▶ Exercise instructions
Every line from the beginning of the records below up to the one holding "token_env: GITHUB_TOKEN" should be quoted exactly; leave out the rest.

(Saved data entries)
☆ ☆ ☆ ☆ ☆ ☆ ☆

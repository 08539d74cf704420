//! Default configuration values

/// Default configuration file name (YAML)
pub const DEFAULT_CONFIG_YAML: &str = "relnote.yaml";

/// Default configuration file name (TOML)
pub const DEFAULT_CONFIG_TOML: &str = "relnote.toml";

/// Alternative configuration file name
pub const ALT_CONFIG_FILE: &str = ".relnote.yaml";

/// Get list of config file names to search for
pub fn config_file_names() -> Vec<&'static str> {
    vec![
        DEFAULT_CONFIG_TOML,
        DEFAULT_CONFIG_YAML,
        ".relnote.toml",
        ALT_CONFIG_FILE,
    ]
}

/// Default configuration template
pub const DEFAULT_CONFIG_TEMPLATE: &str = r#"# relnote configuration

tracker:
  base_url: "https://konghq.atlassian.net/browse/"
  pattern: '[a-zA-Z]+-\d+'

scopes:
  default_scope: Default
  priority:
    Performance: 10
    Configuration: 20
    Core: 30
    PDK: 40
    Plugin: 50
    Admin API: 60
    Clustering: 70
    Default: 100

github:
  api_url: "https://api.github.com"
  web_url: "https://github.com"
  token_env: GITHUB_TOKEN
  pull_selection: last
  timeout_secs: 30
"#;
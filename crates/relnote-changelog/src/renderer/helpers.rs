//! Template helper functions
//!
//! - `arr(a, b, ...)` builds a list from its arguments.
//! - `dict(k1, v1, k2, v2, ...)` builds a map. A key is either a string or a
//!   list of strings naming a path into nested maps, so
//!   `dict(["a", "b"], 1, "c", 2)` yields `{"a": {"b": 1}, "c": 2}`.

use std::collections::BTreeMap;

use minijinja::value::{Rest, Value, ValueKind};
use minijinja::{Environment, Error, ErrorKind};

use relnote_core::error::RenderError;

/// Build a list from the given values
pub fn arr(values: Vec<Value>) -> Value {
    Value::from(values)
}

/// Build a (possibly nested) map from interleaved key/value pairs
pub fn dict(values: Vec<Value>) -> Result<Value, RenderError> {
    if values.len() % 2 != 0 {
        return Err(RenderError::InvalidMappingArity(values.len()));
    }

    let mut root = BTreeMap::new();
    let mut pairs = values.into_iter();
    while let (Some(key), Some(value)) = (pairs.next(), pairs.next()) {
        let path = key_path(&key)?;
        insert(&mut root, &path, value)?;
    }

    Ok(branch_value(root))
}

/// Register `arr` and `dict` with a template environment
pub fn register(env: &mut Environment<'_>) {
    env.add_function("arr", |values: Rest<Value>| arr(values.0));
    env.add_function("dict", |values: Rest<Value>| {
        dict(values.0)
            .map_err(|e| Error::new(ErrorKind::InvalidOperation, e.to_string()).with_source(e))
    });
}

fn key_path(key: &Value) -> Result<Vec<String>, RenderError> {
    let invalid = || RenderError::InvalidMappingKey(key.to_string());

    match key.kind() {
        ValueKind::String => Ok(vec![key.as_str().ok_or_else(invalid)?.to_string()]),
        ValueKind::Seq => {
            let path = key
                .try_iter()
                .map_err(|_| invalid())?
                .map(|segment| segment.as_str().map(str::to_string).ok_or_else(invalid))
                .collect::<Result<Vec<_>, _>>()?;
            if path.is_empty() {
                return Err(invalid());
            }
            Ok(path)
        }
        _ => Err(invalid()),
    }
}

enum Node {
    Leaf(Value),
    Branch(BTreeMap<String, Node>),
}

impl Node {
    fn into_value(self) -> Value {
        match self {
            Node::Leaf(value) => value,
            Node::Branch(children) => branch_value(children),
        }
    }
}

/// Set `value` at `path`, creating intermediate maps as needed
fn insert(
    children: &mut BTreeMap<String, Node>,
    path: &[String],
    value: Value,
) -> Result<(), RenderError> {
    match path {
        [] => Ok(()),
        [last] => {
            children.insert(last.clone(), Node::Leaf(value));
            Ok(())
        }
        [head, rest @ ..] => {
            let child = children
                .entry(head.clone())
                .or_insert_with(|| Node::Branch(BTreeMap::new()));
            match child {
                Node::Branch(grandchildren) => insert(grandchildren, rest, value),
                Node::Leaf(_) => Err(RenderError::InvalidMappingKey(format!(
                    "'{}' already holds a value and cannot be nested into",
                    head
                ))),
            }
        }
    }
}

fn branch_value(children: BTreeMap<String, Node>) -> Value {
    let map: BTreeMap<String, Value> = children
        .into_iter()
        .map(|(key, node)| (key, node.into_value()))
        .collect();
    Value::from_serialize(&map)
}

#[cfg(test)]
mod tests {
    use super::*;
    use serde_json::json;

    fn to_json(value: &Value) -> serde_json::Value {
        serde_json::to_value(value).unwrap()
    }

    #[test]
    fn test_arr() {
        let list = arr(vec![Value::from(1), Value::from("two")]);
        assert_eq!(to_json(&list), json!([1, "two"]));
        assert_eq!(to_json(&arr(vec![])), json!([]));
    }

    #[test]
    fn test_dict_flat() {
        let map = dict(vec![
            Value::from("a"),
            Value::from(1),
            Value::from("b"),
            Value::from("x"),
        ])
        .unwrap();
        assert_eq!(to_json(&map), json!({ "a": 1, "b": "x" }));
    }

    #[test]
    fn test_dict_nested_path() {
        let map = dict(vec![
            Value::from(vec!["a", "b"]),
            Value::from(1),
            Value::from("c"),
            Value::from(2),
        ])
        .unwrap();
        assert_eq!(to_json(&map), json!({ "a": { "b": 1 }, "c": 2 }));
    }

    #[test]
    fn test_dict_paths_share_prefix() {
        let map = dict(vec![
            Value::from(vec!["links", "issue"]),
            Value::from("#1"),
            Value::from(vec!["links", "ticket"]),
            Value::from("FTI-1"),
        ])
        .unwrap();
        assert_eq!(
            to_json(&map),
            json!({ "links": { "issue": "#1", "ticket": "FTI-1" } })
        );
    }

    #[test]
    fn test_dict_later_key_wins() {
        let map = dict(vec![
            Value::from("a"),
            Value::from(1),
            Value::from("a"),
            Value::from(2),
        ])
        .unwrap();
        assert_eq!(to_json(&map), json!({ "a": 2 }));
    }

    #[test]
    fn test_dict_empty() {
        assert_eq!(to_json(&dict(vec![]).unwrap()), json!({}));
    }

    #[test]
    fn test_dict_odd_arity() {
        let err = dict(vec![Value::from("a"), Value::from(1), Value::from("b")]).unwrap_err();
        assert!(matches!(err, RenderError::InvalidMappingArity(3)));
    }

    #[test]
    fn test_dict_invalid_keys() {
        for key in [Value::from(1), Value::from(true), Value::from(vec![Value::from(1)])] {
            let err = dict(vec![key, Value::from("v")]).unwrap_err();
            assert!(matches!(err, RenderError::InvalidMappingKey(_)));
        }

        let empty_path =
            dict(vec![Value::from(Vec::<Value>::new()), Value::from("v")]).unwrap_err();
        assert!(matches!(empty_path, RenderError::InvalidMappingKey(_)));
    }

    #[test]
    fn test_dict_cannot_nest_into_value() {
        let err = dict(vec![
            Value::from("a"),
            Value::from(1),
            Value::from(vec!["a", "b"]),
            Value::from(2),
        ])
        .unwrap_err();
        assert!(matches!(err, RenderError::InvalidMappingKey(_)));
    }

    #[test]
    fn test_helpers_in_template() {
        let mut env = Environment::new();
        register(&mut env);

        let out = env
            .render_str(
                r#"{% set d = dict(["a", "b"], 1, "c", 2) %}{{ d.a.b }}-{{ d.c }}-{{ arr(1, 2, 3)|length }}"#,
                minijinja::context! {},
            )
            .unwrap();
        assert_eq!(out, "1-2-3");
    }
}
//! Configuration validation

use regex::Regex;
use tracing::debug;

use crate::error::{ConfigError, Result};

use super::types::Config;

/// Validate configuration
pub fn validate_config(config: &Config) -> Result<()> {
    debug!("validating configuration");
    validate_tracker(config)?;
    validate_scopes(config)?;
    validate_github(config)?;
    debug!("configuration validation passed");
    Ok(())
}

/// Validate an `owner/name` repository identifier
pub fn validate_repo_slug(repo: &str) -> Result<()> {
    let valid = match repo.split_once('/') {
        Some((owner, name)) => !owner.is_empty() && !name.is_empty() && !name.contains('/'),
        None => false,
    };

    if !valid {
        return Err(ConfigError::InvalidValue {
            field: "repo".to_string(),
            message: format!("expected owner/name, got '{}'", repo),
        }
        .into());
    }

    Ok(())
}

fn validate_tracker(config: &Config) -> Result<()> {
    if config.tracker.base_url.is_empty() {
        return Err(ConfigError::InvalidValue {
            field: "tracker.base_url".to_string(),
            message: "base URL cannot be empty".to_string(),
        }
        .into());
    }

    if let Err(e) = Regex::new(&config.tracker.pattern) {
        return Err(ConfigError::InvalidValue {
            field: "tracker.pattern".to_string(),
            message: e.to_string(),
        }
        .into());
    }

    Ok(())
}

fn validate_scopes(config: &Config) -> Result<()> {
    if config.scopes.default_scope.is_empty() {
        return Err(ConfigError::InvalidValue {
            field: "scopes.default_scope".to_string(),
            message: "default scope cannot be empty".to_string(),
        }
        .into());
    }

    if !config
        .scopes
        .priority
        .contains_key(&config.scopes.default_scope)
    {
        return Err(ConfigError::InvalidValue {
            field: "scopes.priority".to_string(),
            message: format!(
                "must rank the default scope '{}'",
                config.scopes.default_scope
            ),
        }
        .into());
    }

    Ok(())
}

fn validate_github(config: &Config) -> Result<()> {
    for (field, value) in [
        ("github.api_url", &config.github.api_url),
        ("github.web_url", &config.github.web_url),
    ] {
        if url::Url::parse(value).is_err() {
            return Err(ConfigError::InvalidValue {
                field: field.to_string(),
                message: format!("'{}' is not a valid URL", value),
            }
            .into());
        }
    }

    if config.github.timeout_secs == 0 {
        return Err(ConfigError::InvalidValue {
            field: "github.timeout_secs".to_string(),
            message: "timeout must be at least one second".to_string(),
        }
        .into());
    }

    Ok(())
}

#[cfg(test)]
mod tests {
    use super::*;

    #[test]
    fn test_validate_default_config() {
        let config = Config::default();
        assert!(validate_config(&config).is_ok());
    }

    #[test]
    fn test_validate_invalid_pattern() {
        let mut config = Config::default();
        config.tracker.pattern = "[A-Z+-(".to_string();
        assert!(validate_config(&config).is_err());
    }

    #[test]
    fn test_validate_unranked_default_scope() {
        let mut config = Config::default();
        config.scopes.default_scope = "Misc".to_string();
        assert!(validate_config(&config).is_err());
    }

    #[test]
    fn test_validate_bad_api_url() {
        let mut config = Config::default();
        config.github.api_url = "not a url".to_string();
        assert!(validate_config(&config).is_err());
    }

    #[test]
    fn test_validate_repo_slug() {
        assert!(validate_repo_slug("Kong/kong").is_ok());
        assert!(validate_repo_slug("kong").is_err());
        assert!(validate_repo_slug("/kong").is_err());
        assert!(validate_repo_slug("Kong/").is_err());
        assert!(validate_repo_slug("Kong/kong/extra").is_err());
    }
}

☆ ☆ ☆ ☆ ☆ ☆ ☆

▶ Answer to this problem
repository 08539d74cf704420
//! Default configuration values

/// Default configuration file name (YAML)
pub const DEFAULT_CONFIG_YAML: &str = "relnote.yaml";

/// Default configuration file name (TOML)
pub const DEFAULT_CONFIG_TOML: &str = "relnote.toml";

/// Alternative configuration file name
pub const ALT_CONFIG_FILE: &str = ".relnote.yaml";

/// Get list of config file names to search for
pub fn config_file_names() -> Vec<&'static str> {
    vec![
        DEFAULT_CONFIG_TOML,
        DEFAULT_CONFIG_YAML,
        ".relnote.toml",
        ALT_CONFIG_FILE,
    ]
}

/// Default configuration template
pub const DEFAULT_CONFIG_TEMPLATE: &str = r#"# relnote configuration

tracker:
  base_url: "https://konghq.atlassian.net/browse/"
  pattern: '[a-zA-Z]+-\d+'

scopes:
  default_scope: Default
  priority:
    Performance: 10
    Configuration: 20
    Core: 30
    PDK: 40
    Plugin: 50
    Admin API: 60
    Clustering: 70
    Default: 100

github:
  api_url: "https://api.github.com"
  web_url: "https://github.com"
  token_env: GITHUB_TOKEN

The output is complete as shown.